→ **EXERCISE REQUIREMENTS**
When you reach the line containing "const STATUS_QUEUE_SIZE: usize = 16;" in the data below, begin returning lines exactly as written, and stop once the line containing "pub fn run(self)" has been returned.

→ **DATA TO EXAMINE**
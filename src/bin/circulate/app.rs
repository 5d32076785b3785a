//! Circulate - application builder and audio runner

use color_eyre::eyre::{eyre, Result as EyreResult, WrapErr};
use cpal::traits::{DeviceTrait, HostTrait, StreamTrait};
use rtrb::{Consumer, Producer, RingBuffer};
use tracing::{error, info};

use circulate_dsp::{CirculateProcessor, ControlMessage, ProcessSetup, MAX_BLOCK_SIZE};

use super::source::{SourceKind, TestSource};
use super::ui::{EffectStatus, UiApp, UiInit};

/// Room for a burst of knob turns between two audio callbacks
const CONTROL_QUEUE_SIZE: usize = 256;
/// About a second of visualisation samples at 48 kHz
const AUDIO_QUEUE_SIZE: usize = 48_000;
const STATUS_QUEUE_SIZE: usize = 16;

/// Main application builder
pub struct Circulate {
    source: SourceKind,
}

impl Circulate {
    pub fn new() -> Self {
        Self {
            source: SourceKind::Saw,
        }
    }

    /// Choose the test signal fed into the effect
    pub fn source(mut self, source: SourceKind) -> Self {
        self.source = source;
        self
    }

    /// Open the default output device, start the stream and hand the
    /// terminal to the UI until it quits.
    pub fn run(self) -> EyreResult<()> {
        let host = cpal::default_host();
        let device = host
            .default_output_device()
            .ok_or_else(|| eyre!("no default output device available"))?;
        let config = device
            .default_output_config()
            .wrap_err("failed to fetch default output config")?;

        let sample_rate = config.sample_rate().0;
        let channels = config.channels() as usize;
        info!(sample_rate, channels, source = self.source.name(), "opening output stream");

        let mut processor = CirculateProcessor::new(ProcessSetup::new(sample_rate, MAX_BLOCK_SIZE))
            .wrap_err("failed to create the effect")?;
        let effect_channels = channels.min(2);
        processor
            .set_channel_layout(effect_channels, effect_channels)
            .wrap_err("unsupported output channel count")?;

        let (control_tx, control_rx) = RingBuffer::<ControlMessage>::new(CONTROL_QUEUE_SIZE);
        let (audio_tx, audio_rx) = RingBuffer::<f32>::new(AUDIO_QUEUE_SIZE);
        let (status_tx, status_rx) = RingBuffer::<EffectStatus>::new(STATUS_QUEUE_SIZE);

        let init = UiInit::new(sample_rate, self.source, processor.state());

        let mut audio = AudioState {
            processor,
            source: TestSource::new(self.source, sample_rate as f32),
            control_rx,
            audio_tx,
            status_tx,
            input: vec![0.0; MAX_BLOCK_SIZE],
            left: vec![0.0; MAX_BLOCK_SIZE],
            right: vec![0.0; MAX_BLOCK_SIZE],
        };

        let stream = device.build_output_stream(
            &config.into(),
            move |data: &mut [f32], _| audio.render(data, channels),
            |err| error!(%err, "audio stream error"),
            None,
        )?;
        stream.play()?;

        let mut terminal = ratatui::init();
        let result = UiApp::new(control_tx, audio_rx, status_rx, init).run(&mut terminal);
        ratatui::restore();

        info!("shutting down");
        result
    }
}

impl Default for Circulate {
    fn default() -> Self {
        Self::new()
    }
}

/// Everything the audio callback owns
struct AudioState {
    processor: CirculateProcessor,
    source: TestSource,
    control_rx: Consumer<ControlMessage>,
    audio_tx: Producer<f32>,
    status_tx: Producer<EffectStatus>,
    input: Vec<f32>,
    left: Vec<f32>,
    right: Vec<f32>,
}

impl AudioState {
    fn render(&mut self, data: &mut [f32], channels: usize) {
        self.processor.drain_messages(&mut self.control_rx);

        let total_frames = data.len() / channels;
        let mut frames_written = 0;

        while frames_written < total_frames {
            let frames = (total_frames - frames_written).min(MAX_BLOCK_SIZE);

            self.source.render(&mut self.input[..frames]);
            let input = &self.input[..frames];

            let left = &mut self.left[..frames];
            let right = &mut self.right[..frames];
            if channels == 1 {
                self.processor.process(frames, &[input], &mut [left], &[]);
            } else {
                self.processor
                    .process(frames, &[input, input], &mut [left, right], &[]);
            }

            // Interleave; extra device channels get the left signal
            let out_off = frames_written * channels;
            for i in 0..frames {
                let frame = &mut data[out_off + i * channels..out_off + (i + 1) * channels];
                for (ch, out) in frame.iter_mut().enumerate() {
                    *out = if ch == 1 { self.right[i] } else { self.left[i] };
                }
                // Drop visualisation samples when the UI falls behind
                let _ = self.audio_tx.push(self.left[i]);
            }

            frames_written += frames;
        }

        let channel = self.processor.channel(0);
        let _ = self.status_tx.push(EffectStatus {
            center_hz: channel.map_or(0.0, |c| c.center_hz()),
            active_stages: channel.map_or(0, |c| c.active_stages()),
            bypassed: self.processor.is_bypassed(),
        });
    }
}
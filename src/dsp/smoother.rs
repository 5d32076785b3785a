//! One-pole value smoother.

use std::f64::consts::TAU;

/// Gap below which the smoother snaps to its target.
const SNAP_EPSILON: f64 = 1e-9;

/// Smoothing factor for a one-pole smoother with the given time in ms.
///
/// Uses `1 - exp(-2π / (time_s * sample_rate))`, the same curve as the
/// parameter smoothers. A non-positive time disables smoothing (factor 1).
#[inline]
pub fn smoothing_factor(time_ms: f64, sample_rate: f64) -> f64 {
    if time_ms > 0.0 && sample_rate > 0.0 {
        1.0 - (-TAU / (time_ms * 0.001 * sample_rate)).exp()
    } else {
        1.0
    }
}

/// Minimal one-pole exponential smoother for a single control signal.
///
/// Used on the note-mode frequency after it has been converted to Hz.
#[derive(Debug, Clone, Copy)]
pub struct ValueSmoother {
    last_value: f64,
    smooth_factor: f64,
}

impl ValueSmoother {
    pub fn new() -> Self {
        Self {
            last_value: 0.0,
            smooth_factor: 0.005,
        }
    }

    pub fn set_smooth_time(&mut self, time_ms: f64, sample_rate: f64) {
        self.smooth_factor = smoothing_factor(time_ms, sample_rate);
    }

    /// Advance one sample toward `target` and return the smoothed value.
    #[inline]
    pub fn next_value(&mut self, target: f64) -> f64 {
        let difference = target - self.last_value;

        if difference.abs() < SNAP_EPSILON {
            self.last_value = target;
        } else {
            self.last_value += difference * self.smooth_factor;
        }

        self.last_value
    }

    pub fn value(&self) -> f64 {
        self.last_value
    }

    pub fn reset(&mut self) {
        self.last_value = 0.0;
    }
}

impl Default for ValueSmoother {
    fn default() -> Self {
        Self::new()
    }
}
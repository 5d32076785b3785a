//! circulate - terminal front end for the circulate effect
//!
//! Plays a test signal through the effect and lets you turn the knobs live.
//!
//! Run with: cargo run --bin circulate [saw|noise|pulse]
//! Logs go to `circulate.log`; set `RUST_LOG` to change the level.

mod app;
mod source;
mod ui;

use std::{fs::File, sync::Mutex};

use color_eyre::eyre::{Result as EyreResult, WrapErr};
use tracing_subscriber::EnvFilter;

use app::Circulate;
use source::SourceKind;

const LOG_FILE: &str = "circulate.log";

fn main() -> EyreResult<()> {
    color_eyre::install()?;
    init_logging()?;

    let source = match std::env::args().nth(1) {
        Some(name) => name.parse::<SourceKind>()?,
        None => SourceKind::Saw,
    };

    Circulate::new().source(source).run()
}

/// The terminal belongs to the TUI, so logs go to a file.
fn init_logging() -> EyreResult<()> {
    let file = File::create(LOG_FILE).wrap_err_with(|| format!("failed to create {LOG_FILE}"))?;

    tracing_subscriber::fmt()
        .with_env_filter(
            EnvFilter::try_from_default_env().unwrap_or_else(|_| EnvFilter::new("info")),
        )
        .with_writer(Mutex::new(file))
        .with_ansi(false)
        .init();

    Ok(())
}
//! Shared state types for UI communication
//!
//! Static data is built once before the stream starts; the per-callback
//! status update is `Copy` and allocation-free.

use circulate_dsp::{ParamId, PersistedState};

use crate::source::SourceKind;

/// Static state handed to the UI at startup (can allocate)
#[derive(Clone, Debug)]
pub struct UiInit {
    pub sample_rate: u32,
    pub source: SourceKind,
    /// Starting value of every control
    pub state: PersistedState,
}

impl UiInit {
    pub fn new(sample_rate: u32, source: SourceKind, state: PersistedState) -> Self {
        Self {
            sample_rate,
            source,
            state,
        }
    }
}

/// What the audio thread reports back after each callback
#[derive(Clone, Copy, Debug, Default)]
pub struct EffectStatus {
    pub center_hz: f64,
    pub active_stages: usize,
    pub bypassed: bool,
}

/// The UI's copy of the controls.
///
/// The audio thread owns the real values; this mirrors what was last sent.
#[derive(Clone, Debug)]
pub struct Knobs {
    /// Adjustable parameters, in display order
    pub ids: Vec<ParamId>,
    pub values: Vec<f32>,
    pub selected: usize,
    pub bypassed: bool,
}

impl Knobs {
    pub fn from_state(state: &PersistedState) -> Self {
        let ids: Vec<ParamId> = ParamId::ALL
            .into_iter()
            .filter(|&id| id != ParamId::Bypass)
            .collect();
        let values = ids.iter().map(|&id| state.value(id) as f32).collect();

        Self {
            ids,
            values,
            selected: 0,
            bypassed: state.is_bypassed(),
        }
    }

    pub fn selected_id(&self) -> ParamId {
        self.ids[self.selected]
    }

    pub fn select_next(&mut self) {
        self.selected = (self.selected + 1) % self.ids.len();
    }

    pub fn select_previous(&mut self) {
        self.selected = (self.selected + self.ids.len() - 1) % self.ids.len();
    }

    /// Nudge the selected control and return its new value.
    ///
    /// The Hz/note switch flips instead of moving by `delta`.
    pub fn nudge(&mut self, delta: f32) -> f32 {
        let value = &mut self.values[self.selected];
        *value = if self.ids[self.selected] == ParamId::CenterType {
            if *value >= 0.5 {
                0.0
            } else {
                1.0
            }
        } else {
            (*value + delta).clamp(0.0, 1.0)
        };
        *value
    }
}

→ **WRITTEN ANSWER**
const STATUS_QUEUE_SIZE: usize = 16;

/// Main application builder
pub struct Circulate {
    source: SourceKind,
}

impl Circulate {
    pub fn new() -> Self {
        Self {
            source: SourceKind::Saw,
        }
    }

    /// Choose the test signal fed into the effect
    pub fn source(mut self, source: SourceKind) -> Self {
        self.source = source;
        self
    }

    /// Open the default output device, start the stream and hand the
    /// terminal to the UI until it quits.
    pub fn run(self) -> EyreResult<()> {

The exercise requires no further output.